*TASK INSTRUCTIONS*
Would you return, word for word, the lines of the data below from the line with "filename src/config.rs" through the line with "IPC mechanism used", and no others?

*RECORDS SHOWN*
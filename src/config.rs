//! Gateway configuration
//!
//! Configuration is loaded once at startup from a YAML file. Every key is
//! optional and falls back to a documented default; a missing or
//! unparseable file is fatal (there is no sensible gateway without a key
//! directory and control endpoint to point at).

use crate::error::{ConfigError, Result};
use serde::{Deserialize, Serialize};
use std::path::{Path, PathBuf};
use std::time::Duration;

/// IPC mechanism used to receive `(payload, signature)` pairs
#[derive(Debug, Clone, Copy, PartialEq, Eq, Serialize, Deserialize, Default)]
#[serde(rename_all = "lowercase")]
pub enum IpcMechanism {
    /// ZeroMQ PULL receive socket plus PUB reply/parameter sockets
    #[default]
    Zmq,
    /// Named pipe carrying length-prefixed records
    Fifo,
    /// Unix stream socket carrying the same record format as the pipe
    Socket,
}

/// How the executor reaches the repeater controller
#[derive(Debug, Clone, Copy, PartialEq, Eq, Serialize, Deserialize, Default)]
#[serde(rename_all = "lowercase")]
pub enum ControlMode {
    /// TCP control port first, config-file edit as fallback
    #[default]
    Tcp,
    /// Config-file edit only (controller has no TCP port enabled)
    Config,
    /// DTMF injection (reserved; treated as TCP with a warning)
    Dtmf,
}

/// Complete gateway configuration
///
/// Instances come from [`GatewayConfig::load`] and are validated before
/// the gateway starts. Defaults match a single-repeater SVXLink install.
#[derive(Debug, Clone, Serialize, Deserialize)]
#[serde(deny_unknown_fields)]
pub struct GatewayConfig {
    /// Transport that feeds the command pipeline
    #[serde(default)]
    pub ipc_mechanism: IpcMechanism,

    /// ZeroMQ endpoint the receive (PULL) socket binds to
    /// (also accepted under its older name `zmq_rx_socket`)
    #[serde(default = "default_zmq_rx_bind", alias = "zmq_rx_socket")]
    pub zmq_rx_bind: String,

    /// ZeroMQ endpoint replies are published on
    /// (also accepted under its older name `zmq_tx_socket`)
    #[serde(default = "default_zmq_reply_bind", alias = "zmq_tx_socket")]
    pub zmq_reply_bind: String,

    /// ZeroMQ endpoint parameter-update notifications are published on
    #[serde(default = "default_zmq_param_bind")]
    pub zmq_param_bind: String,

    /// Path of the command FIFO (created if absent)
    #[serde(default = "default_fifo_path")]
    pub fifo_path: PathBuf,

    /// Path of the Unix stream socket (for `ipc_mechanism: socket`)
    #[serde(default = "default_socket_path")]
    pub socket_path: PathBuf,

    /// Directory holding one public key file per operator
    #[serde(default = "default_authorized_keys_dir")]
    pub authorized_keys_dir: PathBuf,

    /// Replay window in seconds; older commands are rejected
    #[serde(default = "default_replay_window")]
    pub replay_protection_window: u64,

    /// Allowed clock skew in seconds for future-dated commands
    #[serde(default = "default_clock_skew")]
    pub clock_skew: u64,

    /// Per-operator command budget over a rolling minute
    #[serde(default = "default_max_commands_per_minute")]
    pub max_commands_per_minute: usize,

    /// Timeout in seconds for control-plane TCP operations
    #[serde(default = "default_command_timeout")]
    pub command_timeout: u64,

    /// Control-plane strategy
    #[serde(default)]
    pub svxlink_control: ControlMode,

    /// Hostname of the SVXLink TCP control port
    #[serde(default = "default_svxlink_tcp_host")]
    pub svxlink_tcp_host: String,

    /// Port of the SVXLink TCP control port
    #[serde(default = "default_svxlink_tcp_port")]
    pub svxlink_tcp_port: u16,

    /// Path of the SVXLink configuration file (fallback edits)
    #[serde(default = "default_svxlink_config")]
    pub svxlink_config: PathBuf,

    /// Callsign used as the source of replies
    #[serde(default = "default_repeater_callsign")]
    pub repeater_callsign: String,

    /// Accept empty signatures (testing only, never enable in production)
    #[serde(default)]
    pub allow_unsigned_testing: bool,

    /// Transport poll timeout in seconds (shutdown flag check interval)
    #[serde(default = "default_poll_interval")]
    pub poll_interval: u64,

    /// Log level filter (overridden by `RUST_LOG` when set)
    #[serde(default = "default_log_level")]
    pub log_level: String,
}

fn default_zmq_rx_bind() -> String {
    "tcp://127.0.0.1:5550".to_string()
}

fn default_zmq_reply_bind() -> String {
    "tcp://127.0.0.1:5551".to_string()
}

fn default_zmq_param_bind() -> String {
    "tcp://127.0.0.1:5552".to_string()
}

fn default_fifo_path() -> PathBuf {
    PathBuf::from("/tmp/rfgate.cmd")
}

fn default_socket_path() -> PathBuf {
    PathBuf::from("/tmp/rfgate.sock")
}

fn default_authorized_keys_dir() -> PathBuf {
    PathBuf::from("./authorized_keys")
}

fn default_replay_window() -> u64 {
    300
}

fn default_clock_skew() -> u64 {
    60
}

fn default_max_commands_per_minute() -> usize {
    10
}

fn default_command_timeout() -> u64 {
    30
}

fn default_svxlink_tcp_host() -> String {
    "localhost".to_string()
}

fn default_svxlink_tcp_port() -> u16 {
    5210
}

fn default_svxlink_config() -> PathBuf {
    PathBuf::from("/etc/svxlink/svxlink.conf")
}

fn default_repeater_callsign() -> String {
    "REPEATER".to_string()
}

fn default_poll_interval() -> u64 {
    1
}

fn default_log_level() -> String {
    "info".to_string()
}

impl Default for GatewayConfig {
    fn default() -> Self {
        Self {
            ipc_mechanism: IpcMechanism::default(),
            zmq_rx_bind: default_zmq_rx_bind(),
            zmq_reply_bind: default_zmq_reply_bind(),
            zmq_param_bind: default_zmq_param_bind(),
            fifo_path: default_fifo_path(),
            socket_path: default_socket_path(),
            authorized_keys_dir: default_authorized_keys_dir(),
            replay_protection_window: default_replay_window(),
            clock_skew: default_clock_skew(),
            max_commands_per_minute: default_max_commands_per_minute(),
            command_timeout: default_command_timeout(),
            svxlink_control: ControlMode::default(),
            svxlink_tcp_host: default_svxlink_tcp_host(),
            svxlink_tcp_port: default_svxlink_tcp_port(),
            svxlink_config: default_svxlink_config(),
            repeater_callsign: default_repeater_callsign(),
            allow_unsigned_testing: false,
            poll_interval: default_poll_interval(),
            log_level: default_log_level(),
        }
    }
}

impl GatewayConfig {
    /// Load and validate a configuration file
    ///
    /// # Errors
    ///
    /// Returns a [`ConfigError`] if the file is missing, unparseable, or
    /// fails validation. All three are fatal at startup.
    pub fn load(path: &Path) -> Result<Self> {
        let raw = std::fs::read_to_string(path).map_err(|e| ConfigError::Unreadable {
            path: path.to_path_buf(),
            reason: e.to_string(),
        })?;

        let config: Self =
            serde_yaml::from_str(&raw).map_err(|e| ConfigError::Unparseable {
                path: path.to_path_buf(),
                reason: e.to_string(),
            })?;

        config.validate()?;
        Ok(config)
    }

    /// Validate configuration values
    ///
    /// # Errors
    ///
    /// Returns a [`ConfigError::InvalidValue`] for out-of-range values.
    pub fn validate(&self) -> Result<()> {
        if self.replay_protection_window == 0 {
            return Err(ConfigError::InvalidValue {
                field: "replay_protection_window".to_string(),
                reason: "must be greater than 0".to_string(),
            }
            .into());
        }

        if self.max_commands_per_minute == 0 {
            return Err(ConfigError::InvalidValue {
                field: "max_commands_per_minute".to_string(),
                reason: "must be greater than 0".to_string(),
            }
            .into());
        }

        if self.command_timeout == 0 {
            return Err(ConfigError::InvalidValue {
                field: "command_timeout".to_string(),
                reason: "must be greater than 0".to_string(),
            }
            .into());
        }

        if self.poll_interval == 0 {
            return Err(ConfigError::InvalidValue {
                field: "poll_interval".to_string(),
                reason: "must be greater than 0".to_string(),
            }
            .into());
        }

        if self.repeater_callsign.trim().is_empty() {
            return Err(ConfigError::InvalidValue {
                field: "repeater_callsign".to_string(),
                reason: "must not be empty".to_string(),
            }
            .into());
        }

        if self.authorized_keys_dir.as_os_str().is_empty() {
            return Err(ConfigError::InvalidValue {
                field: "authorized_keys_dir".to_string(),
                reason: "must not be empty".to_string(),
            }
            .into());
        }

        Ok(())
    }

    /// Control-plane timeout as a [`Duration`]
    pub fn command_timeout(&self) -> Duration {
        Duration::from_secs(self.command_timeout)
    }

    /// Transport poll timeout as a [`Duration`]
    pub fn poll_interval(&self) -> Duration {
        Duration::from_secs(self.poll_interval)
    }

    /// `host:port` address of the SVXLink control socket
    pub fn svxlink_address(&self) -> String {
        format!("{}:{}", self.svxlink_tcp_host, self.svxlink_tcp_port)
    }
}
* * *
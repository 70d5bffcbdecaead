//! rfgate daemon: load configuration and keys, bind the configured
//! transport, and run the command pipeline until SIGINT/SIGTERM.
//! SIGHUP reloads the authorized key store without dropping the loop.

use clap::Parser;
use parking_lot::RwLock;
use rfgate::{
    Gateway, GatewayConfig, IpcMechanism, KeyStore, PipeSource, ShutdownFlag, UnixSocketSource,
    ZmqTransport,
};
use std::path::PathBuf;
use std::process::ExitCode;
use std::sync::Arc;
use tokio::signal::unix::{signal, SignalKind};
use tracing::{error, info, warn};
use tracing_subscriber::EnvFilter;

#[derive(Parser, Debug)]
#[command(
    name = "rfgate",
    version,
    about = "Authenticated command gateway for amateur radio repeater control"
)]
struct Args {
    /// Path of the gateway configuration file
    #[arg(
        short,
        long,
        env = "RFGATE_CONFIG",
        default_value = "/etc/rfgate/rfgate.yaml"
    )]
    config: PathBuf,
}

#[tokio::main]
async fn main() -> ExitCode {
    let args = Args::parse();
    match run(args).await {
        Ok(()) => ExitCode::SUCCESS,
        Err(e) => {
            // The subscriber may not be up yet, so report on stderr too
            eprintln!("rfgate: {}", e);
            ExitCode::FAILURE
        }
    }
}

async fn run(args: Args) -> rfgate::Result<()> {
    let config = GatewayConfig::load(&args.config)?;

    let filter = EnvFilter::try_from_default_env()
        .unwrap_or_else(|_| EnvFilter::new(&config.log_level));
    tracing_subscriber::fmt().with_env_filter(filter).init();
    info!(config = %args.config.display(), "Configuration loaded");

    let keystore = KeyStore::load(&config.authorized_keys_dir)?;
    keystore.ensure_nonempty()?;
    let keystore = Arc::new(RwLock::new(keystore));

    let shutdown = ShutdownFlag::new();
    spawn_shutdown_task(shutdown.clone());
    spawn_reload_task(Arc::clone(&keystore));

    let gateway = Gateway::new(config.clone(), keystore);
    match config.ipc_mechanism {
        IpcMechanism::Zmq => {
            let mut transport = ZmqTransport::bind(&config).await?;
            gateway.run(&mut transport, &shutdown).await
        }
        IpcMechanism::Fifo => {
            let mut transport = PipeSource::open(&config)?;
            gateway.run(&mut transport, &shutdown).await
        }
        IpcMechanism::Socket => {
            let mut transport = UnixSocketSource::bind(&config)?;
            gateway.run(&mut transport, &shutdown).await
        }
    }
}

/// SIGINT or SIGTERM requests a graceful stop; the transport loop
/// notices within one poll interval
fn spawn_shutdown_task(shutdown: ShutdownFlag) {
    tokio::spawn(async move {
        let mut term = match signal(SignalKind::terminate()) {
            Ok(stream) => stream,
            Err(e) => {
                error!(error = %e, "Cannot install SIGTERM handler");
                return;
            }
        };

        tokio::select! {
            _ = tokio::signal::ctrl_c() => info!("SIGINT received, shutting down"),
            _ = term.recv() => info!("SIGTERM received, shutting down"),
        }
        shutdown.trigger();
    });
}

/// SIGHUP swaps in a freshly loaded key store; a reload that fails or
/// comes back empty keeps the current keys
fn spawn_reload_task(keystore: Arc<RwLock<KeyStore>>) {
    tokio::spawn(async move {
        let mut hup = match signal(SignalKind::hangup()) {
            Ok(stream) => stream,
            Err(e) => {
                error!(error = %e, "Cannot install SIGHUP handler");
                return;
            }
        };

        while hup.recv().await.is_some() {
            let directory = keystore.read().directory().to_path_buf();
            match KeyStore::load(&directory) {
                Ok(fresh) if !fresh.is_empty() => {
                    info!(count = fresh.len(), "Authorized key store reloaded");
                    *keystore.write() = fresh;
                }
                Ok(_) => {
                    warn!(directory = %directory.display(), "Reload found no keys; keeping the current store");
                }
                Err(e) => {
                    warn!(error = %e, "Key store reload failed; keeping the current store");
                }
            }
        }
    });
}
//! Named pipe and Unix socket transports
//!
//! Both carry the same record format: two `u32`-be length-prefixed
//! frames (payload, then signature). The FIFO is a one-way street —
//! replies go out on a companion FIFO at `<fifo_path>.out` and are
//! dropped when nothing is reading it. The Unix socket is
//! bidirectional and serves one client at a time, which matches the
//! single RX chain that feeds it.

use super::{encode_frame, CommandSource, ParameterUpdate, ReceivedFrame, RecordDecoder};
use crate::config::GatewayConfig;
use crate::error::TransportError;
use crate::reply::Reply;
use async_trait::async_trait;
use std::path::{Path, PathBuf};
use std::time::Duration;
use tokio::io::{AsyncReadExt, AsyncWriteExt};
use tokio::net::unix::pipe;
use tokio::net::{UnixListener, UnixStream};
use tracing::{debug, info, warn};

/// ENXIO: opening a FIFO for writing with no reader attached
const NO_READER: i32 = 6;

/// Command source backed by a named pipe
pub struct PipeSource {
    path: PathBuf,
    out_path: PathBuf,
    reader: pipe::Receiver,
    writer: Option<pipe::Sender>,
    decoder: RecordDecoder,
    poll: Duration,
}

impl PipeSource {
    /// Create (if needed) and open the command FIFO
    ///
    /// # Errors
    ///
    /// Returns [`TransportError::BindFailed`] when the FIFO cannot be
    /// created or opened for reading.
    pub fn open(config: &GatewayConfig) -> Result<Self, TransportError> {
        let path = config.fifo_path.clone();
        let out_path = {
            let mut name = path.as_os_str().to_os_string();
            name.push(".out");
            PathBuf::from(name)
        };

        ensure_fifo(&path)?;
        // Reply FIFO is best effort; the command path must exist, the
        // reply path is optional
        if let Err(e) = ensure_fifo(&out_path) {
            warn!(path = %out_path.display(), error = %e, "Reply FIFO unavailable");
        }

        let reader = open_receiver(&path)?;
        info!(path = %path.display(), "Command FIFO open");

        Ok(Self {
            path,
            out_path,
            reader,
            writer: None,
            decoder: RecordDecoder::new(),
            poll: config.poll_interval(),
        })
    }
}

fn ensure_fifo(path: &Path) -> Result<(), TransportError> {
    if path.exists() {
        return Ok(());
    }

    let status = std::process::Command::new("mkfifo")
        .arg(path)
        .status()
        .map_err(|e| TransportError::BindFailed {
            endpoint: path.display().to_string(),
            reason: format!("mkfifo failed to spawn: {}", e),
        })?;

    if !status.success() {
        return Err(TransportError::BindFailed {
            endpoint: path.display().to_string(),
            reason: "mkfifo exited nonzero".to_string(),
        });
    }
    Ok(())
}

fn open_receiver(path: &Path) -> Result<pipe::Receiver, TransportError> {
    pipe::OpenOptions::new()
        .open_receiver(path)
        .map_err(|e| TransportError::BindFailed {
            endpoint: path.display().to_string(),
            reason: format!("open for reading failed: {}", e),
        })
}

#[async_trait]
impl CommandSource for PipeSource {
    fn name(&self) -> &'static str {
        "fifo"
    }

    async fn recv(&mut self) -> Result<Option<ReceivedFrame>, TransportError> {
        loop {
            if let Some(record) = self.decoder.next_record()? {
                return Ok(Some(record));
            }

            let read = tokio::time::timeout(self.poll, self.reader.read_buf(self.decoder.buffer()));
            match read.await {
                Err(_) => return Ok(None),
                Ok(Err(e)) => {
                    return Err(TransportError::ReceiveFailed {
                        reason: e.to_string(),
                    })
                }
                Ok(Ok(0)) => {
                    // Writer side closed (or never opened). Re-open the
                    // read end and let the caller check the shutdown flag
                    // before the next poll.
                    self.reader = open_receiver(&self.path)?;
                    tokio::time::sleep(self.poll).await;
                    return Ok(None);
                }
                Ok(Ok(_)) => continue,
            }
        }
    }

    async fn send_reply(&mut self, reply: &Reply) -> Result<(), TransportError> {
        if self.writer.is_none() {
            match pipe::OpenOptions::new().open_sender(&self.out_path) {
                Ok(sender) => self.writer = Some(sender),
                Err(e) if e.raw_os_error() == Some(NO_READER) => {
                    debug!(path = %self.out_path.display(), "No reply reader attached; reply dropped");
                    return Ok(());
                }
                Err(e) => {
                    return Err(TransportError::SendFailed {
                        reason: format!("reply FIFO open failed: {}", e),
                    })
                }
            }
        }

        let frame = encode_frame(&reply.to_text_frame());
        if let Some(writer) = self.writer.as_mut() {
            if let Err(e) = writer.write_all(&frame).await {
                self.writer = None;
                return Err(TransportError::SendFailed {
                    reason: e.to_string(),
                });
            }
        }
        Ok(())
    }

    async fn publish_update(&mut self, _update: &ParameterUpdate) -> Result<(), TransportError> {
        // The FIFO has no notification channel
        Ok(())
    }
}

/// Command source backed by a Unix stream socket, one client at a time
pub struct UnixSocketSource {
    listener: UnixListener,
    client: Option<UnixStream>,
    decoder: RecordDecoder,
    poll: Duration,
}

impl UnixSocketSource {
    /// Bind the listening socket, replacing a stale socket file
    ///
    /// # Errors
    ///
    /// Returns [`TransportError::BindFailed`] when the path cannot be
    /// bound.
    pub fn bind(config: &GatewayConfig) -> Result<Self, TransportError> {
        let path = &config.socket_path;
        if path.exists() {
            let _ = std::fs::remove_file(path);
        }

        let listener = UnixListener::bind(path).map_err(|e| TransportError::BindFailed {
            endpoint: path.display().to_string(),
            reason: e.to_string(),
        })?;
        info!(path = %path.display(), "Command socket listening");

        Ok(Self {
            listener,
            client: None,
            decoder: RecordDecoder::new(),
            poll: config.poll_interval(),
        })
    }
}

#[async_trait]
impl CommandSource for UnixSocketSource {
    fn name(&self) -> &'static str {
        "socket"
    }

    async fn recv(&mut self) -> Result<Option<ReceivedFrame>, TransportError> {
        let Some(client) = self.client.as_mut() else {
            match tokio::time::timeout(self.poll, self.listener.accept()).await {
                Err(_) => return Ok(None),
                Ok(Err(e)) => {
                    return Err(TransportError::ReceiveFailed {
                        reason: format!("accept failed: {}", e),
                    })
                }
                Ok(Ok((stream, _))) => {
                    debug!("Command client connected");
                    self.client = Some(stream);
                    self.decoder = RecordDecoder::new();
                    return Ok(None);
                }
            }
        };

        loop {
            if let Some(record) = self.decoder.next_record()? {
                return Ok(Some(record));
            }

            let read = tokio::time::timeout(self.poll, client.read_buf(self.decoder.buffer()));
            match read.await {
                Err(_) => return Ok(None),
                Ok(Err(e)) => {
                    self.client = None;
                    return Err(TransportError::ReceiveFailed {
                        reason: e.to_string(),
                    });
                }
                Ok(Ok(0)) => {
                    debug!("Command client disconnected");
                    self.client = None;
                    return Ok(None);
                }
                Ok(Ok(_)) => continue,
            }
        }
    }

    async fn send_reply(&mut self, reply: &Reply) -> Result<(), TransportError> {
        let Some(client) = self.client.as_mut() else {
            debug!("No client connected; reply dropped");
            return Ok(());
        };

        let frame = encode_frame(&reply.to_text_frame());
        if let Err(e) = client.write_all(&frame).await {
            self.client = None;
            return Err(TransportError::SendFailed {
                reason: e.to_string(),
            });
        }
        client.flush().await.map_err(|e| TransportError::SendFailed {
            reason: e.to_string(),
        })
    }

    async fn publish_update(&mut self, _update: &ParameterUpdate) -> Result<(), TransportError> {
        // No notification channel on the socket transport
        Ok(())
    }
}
---
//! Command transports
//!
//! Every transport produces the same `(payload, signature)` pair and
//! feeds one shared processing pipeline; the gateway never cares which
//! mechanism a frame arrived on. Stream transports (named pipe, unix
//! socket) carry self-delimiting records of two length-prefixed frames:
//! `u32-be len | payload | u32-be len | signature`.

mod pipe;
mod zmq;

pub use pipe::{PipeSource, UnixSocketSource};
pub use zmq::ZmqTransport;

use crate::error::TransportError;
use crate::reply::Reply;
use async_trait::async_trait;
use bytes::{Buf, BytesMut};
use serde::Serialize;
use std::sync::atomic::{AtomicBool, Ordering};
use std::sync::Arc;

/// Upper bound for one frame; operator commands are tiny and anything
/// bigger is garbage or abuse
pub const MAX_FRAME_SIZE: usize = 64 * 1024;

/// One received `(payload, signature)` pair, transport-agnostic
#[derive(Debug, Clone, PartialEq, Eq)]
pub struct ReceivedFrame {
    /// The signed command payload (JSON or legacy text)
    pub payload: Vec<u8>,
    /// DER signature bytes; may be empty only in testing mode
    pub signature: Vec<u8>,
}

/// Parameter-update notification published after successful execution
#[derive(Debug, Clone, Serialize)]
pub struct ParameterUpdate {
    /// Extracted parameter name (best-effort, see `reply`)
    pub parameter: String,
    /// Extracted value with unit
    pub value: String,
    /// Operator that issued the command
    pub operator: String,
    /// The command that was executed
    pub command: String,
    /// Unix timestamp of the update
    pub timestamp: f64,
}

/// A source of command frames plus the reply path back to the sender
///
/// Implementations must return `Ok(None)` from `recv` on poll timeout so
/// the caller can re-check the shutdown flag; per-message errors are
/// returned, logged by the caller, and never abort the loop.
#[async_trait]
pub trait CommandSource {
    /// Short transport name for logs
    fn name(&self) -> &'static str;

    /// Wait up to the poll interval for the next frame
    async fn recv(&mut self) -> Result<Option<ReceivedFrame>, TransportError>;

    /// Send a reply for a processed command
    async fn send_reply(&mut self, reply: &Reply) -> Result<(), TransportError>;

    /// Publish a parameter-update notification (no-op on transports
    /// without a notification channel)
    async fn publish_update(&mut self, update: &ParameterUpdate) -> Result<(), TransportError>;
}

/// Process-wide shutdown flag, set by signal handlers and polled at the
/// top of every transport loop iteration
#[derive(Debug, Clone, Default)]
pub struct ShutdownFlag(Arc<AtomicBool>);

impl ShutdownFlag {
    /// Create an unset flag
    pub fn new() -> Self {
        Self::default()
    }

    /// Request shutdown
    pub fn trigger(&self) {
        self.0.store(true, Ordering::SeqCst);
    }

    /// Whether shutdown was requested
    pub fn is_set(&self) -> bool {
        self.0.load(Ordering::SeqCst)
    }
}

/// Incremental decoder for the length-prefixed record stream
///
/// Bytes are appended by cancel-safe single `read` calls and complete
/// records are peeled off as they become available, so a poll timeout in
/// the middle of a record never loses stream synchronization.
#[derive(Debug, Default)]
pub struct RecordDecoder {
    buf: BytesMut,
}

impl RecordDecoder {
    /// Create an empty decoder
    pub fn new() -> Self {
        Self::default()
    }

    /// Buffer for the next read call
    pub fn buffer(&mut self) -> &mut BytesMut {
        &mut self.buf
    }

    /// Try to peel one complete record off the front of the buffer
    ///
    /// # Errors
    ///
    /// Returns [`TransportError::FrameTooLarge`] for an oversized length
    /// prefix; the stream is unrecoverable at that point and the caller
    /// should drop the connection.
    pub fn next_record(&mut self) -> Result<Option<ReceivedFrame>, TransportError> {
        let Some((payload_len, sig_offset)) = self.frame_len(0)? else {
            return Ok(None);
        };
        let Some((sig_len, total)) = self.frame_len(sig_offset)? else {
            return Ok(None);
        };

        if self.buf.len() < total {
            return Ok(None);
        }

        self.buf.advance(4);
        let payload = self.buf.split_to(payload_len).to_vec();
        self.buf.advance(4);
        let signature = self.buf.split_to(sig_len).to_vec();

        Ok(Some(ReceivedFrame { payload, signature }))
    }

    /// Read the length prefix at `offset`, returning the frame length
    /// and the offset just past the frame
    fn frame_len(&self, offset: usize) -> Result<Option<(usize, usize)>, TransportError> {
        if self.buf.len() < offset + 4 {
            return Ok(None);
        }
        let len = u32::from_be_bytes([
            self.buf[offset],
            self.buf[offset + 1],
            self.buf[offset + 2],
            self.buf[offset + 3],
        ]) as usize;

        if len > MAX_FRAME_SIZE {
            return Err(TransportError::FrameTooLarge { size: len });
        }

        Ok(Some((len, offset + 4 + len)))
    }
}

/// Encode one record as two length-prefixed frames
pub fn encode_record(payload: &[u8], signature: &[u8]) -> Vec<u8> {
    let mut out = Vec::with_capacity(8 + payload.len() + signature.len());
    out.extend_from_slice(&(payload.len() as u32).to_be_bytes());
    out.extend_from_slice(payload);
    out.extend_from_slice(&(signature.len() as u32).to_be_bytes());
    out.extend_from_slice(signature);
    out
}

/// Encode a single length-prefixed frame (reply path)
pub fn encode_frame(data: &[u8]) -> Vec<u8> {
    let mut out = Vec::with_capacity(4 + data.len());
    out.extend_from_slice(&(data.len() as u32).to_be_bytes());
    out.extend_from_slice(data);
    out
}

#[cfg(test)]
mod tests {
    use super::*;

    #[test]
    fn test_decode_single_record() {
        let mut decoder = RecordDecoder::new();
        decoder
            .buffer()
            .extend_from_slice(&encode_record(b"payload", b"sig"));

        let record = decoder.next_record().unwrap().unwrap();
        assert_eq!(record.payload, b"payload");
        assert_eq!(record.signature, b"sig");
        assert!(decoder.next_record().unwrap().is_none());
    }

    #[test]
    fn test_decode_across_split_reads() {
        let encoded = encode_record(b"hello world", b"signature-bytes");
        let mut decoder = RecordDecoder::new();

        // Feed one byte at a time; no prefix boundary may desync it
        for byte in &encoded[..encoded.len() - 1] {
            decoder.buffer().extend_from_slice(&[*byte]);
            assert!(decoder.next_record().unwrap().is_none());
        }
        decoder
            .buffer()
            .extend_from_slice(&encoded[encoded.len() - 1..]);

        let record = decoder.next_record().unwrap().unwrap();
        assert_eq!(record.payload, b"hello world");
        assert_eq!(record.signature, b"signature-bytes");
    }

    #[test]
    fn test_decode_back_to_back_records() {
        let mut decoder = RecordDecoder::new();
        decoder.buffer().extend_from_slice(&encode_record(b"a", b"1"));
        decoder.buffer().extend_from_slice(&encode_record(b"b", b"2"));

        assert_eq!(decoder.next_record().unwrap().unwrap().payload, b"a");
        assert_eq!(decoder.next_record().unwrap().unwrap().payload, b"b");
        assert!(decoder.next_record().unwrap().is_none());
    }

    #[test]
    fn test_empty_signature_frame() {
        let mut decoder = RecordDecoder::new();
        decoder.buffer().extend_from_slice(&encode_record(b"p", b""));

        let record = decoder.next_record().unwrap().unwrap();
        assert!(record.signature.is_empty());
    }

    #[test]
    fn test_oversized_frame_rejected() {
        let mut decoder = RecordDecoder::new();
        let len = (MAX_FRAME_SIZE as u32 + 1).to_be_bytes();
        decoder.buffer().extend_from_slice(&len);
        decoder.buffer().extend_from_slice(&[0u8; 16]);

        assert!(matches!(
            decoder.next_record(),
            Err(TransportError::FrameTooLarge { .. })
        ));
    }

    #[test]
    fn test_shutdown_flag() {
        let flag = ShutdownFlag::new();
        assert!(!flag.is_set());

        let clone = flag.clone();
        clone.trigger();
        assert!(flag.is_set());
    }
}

*ANSWER TO THE PROBLEM*
filename src/config.rs
//! Gateway configuration
//!
//! Configuration is loaded once at startup from a YAML file. Every key is
//! optional and falls back to a documented default; a missing or
//! unparseable file is fatal (there is no sensible gateway without a key
//! directory and control endpoint to point at).

use crate::error::{ConfigError, Result};
use serde::{Deserialize, Serialize};
use std::path::{Path, PathBuf};
use std::time::Duration;

/// IPC mechanism used to receive `(payload, signature)` pairs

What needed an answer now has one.